Xaviel Vilareyo y Villamil (1967 – 19 May 2015) was an Asturian writer born in Mieres in the Province of Asturias, Spain in 1967. He is associated with the Asturian literary group of the 1990s.

==Education==
He graduated in Law from Oviedo University and became a high school teacher of music in Madrid, Spain. A teacher of the Asturian language, Vilareyo developed the first organized courses of Asturian outside of Asturies, in Madrid in 2001.

==Poetry==
Vilareyo's first book of poetry, Cróniques del recuerdu, written in the Astur-Leonese language, secured his first public award in 1995. His activity within the Asturian language and culture increased after 1995 with other poetry and narrative awards, such as the Valentin Andrés Literature Prize and the Vila de Sarria Poetry Prize in 1997, the Xeira Award in 1998, the Elvira Castañón Poetry Award in 1999, and the Asturian Academy Award of Theatre 2009, among others. He has published literary work in many Asturian and Spanish magazines such as Pretexto, Lletres Asturianes, Reloj de arena, Sietestrellu, Lliteratura, El signo del gorrión, Isla Desnuda, Calicanto, Estío, Texturas, "N'ast", "Fusión" and many others and also became essayist in several other publications such as El canciu'l Cuélebre, Lletres asturianes, Entrambasauguas or Asturies memoria encesa, always concerning the Asturian national language, culture and history.
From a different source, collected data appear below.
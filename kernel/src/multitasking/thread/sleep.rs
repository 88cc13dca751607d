// Copyright 2025 The Ember Authors.
//
// Use of this source code is governed by a BSD 3-clause
// license that can be found in the LICENSE file.

//! Implements the timer-driven sleep facility.
//!
//! A thread that sleeps is placed on the sleep queue, ordered by the
//! absolute tick at which it must wake, and blocked. Expired entries are
//! not resumed by the timer interrupt handler itself: draining the queue
//! involves unbounded work, so the handler only unblocks the dedicated
//! *wakeup thread*, which runs at [`PRI_MAX`](super::PRI_MAX) and does
//! the draining at thread level. Because the wakeup thread outranks
//! every other thread, it runs as soon as the interrupted thread reaches
//! its next yield point.
//!
//! The wakeup thread re-checks the head of the queue before it blocks
//! again. The tick handler only notifies a *blocked* wakeup thread, so a
//! tick that expires an entry while the wakeup thread is awake but
//! preempted would otherwise be lost.

use crate::multitasking::thread;
use crate::multitasking::thread::{Thread, PRI_MAX};
use alloc::sync::Arc;
use list::List;
use spin::Once;

/// The sleep queue: blocked threads waiting for a tick,
/// ordered by ascending wake tick.
///
static SLEEP_QUEUE: spin::Mutex<List<Arc<Thread>>> = spin::Mutex::new(List::new());

/// The wakeup thread, which drains the sleep queue. Registered
/// by the thread itself when it first runs.
///
static WAKEUP_THREAD: Once<Arc<Thread>> = Once::new();

/// Returns whether `thread` is the wakeup thread.
///
pub(super) fn is_wakeup_thread(thread: &Arc<Thread>) -> bool {
    WAKEUP_THREAD
        .get()
        .map_or(false, |wakeup| Arc::ptr_eq(wakeup, thread))
}

/// Suspends the current thread until the timer reaches
/// `end_tick`.
///
/// The thread resumes on the first tick at or after
/// `end_tick` at which the wakeup thread gets the CPU: at
/// most a time slice after the deadline, plus the drain
/// itself.
///
pub fn sleep_until(end_tick: i64) {
    let thread = thread::current();
    assert!(!interrupts::context(), "slept inside an interrupt handler");

    let old_level = interrupts::disable();
    thread.sleep_endtick.store(end_tick);
    {
        let mut queue = SLEEP_QUEUE.lock();
        queue.insert_ordered(thread.clone(), |a, b| {
            a.sleep_endtick() < b.sleep_endtick()
        });
        debug_assert!(queue.is_sorted_by(|a, b| a.sleep_endtick() <= b.sleep_endtick()));
    }
    thread::block();
    interrupts::set_level(old_level);
}

/// Returns whether the head of the sleep queue has expired at
/// tick `now`.
///
fn head_expired(now: i64) -> bool {
    SLEEP_QUEUE
        .lock()
        .front()
        .map_or(false, |head| head.sleep_endtick() <= now)
}

/// Creates the wakeup thread. Called once, from
/// [`start`](super::start).
///
pub(super) fn create_wakeup_thread() {
    thread::create("wakeup", PRI_MAX, wakeup_loop)
        .expect("failed to create the wakeup thread");
}

/// The wakeup thread's body: block until notified by the tick
/// handler, then move every expired sleeper to the ready
/// list.
///
fn wakeup_loop() {
    WAKEUP_THREAD.call_once(thread::current);

    loop {
        let old_level = interrupts::disable();
        // Skip the block if an entry expired while we were
        // awake; the notification for it has already been and
        // gone.
        if !head_expired(crate::time::ticks()) {
            thread::block();
        }
        interrupts::set_level(old_level);

        drain(crate::time::ticks());
    }
}

/// Unblocks every sleeper whose wake tick is at or before
/// `now`.
///
fn drain(now: i64) {
    loop {
        let expired = {
            let mut queue = SLEEP_QUEUE.lock();
            let due = queue
                .front()
                .map_or(false, |head| head.sleep_endtick() <= now);
            if due {
                queue.pop_front()
            } else {
                None
            }
        };

        match expired {
            Some(sleeper) => {
                sleeper.sleep_endtick.store(0);
                thread::unblock(&sleeper);
            }
            None => return,
        }
    }
}

/// The sleep queue's share of the timer tick: if the head of
/// the queue has expired and the wakeup thread is blocked,
/// unblock it. Runs in interrupt context.
///
pub(super) fn tick(now: i64) {
    let Some(wakeup) = WAKEUP_THREAD.get() else {
        return;
    };

    if head_expired(now) && wakeup.status() == thread::ThreadState::Blocked {
        thread::unblock(wakeup);
    }
}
His other books of poetry include Más que probable (1998), Os novos poemas (1999), and El camín d'inquietú (2002). He has as well authored two books of tales, La causa más probable (2006) and "Doña Terina" (2010), essays like "Los ámbitos de la nación asturiana" (2008), "Historia del cine asturianu" (2009), "Les Asturies y el nacionalismu bascu" (2012) and has written a modern Method of Asturian Language. Becoming a recognized playwright with the publication of "La fuxida" (2011) that received the Asturian Academy Award of 2009. He also appears in several anthologies of asturian literature such as Muestra de nueva poesía (1998), Cinco años de lliteratura asturiana (1999), Na boca de todos (2006), Unde lletras falan (2006) and "Camín de Bimenes" (2007).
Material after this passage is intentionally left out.